TASK:
Line count for the string "narrate": give the number of lines in the data below that contain it, and nothing more.

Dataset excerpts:
________________________

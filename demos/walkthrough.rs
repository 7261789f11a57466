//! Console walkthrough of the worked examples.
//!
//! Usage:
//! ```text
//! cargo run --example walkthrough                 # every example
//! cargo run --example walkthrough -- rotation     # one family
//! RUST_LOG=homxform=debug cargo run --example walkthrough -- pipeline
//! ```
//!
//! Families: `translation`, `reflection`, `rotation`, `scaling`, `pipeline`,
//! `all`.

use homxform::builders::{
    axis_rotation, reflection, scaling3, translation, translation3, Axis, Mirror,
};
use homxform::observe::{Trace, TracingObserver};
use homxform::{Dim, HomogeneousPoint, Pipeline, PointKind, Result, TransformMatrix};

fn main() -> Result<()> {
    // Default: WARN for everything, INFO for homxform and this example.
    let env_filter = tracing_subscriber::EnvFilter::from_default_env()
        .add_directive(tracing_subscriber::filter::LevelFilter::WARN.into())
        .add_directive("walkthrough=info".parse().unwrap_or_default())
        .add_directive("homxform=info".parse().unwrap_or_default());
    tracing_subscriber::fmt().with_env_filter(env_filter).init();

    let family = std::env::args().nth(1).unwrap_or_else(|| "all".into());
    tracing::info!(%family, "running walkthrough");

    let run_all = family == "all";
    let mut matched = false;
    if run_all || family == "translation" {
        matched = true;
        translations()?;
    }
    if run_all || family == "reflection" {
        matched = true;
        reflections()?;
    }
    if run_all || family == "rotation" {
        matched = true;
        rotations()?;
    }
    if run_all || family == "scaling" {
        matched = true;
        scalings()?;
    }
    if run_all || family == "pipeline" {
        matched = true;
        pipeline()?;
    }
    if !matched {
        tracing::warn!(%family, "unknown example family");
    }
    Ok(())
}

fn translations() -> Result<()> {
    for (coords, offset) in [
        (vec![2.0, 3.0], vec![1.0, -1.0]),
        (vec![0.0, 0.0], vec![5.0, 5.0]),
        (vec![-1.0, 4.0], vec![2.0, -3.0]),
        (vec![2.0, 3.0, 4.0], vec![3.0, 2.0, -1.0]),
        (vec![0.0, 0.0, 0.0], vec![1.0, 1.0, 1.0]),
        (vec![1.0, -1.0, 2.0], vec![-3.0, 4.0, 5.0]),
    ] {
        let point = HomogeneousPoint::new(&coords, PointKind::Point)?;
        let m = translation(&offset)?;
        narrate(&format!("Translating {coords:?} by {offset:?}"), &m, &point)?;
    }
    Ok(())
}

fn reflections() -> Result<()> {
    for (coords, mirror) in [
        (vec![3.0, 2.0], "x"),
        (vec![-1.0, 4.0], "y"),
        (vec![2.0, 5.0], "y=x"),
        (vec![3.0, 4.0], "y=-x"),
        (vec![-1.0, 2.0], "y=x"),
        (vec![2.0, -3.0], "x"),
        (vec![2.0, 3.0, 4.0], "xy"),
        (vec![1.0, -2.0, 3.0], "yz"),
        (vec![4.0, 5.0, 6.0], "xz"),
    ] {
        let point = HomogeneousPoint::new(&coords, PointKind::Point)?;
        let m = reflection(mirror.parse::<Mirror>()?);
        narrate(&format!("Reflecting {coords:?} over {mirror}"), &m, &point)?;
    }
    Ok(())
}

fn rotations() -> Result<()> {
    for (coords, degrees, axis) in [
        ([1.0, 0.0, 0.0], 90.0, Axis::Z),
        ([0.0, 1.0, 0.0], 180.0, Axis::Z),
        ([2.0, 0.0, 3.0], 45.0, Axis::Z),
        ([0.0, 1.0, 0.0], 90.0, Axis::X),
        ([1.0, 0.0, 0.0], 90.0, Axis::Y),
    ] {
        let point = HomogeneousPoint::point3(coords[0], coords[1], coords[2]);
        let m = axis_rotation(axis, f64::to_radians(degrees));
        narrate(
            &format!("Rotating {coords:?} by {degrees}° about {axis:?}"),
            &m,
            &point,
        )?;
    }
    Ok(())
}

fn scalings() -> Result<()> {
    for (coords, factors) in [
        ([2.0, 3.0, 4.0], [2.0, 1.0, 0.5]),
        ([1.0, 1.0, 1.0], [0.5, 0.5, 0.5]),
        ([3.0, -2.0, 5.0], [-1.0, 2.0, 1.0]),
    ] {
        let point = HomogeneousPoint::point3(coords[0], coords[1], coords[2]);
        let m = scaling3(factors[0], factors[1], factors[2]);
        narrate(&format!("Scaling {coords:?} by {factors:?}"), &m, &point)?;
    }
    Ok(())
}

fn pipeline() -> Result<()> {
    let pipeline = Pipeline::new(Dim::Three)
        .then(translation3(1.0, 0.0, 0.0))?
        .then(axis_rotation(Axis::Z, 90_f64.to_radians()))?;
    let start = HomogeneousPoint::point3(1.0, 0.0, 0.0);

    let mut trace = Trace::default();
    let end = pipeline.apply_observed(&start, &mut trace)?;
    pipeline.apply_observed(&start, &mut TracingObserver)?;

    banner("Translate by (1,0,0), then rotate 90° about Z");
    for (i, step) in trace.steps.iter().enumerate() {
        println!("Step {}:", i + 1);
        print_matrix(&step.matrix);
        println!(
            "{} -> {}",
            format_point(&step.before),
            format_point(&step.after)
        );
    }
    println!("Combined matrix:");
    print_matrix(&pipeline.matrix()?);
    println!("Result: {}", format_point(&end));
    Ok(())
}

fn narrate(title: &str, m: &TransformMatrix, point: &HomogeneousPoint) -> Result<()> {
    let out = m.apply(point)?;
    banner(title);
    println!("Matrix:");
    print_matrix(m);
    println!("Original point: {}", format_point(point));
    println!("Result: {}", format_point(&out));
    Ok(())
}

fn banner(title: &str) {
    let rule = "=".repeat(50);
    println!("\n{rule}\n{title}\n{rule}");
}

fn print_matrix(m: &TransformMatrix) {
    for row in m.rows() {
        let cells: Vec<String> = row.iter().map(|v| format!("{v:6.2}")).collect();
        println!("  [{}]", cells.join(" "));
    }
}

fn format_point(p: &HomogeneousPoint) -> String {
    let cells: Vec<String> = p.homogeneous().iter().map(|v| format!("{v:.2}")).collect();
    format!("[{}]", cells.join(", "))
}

________________________

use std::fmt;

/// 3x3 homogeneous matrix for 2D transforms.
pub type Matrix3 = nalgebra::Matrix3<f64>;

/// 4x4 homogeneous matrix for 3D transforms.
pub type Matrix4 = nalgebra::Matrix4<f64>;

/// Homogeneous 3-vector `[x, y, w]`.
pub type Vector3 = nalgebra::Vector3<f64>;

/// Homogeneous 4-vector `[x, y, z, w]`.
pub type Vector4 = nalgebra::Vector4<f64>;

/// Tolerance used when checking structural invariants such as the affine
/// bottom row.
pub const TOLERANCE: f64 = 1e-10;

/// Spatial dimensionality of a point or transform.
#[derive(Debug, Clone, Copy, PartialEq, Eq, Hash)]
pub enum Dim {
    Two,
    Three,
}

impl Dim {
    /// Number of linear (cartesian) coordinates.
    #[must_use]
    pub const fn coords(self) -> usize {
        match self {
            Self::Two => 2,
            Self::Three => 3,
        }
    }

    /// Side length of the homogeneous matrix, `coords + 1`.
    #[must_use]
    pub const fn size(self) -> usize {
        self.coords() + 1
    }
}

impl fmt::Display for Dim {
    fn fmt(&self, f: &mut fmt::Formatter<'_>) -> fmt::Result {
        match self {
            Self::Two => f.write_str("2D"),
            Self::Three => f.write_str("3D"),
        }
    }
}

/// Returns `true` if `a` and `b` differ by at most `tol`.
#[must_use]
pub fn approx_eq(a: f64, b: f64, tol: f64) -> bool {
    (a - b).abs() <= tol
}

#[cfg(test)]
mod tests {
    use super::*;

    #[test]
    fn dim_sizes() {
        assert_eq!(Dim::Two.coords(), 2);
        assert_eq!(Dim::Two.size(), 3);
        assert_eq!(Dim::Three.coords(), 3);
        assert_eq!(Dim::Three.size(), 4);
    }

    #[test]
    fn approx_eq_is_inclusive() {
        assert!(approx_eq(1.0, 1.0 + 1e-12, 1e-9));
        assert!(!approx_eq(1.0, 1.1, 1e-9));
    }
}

________________________

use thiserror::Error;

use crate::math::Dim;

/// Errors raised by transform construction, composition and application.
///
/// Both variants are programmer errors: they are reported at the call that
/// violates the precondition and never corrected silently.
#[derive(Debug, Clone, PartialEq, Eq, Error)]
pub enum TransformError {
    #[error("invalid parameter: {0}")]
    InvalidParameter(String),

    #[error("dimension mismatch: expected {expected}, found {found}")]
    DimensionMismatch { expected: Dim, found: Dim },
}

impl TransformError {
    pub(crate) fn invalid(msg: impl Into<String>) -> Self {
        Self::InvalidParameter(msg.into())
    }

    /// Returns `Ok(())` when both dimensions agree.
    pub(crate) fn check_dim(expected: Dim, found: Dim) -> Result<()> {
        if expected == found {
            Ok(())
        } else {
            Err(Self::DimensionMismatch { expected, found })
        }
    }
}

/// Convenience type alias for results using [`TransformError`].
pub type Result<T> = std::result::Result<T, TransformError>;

________________________

YOUR SOLUTION:
5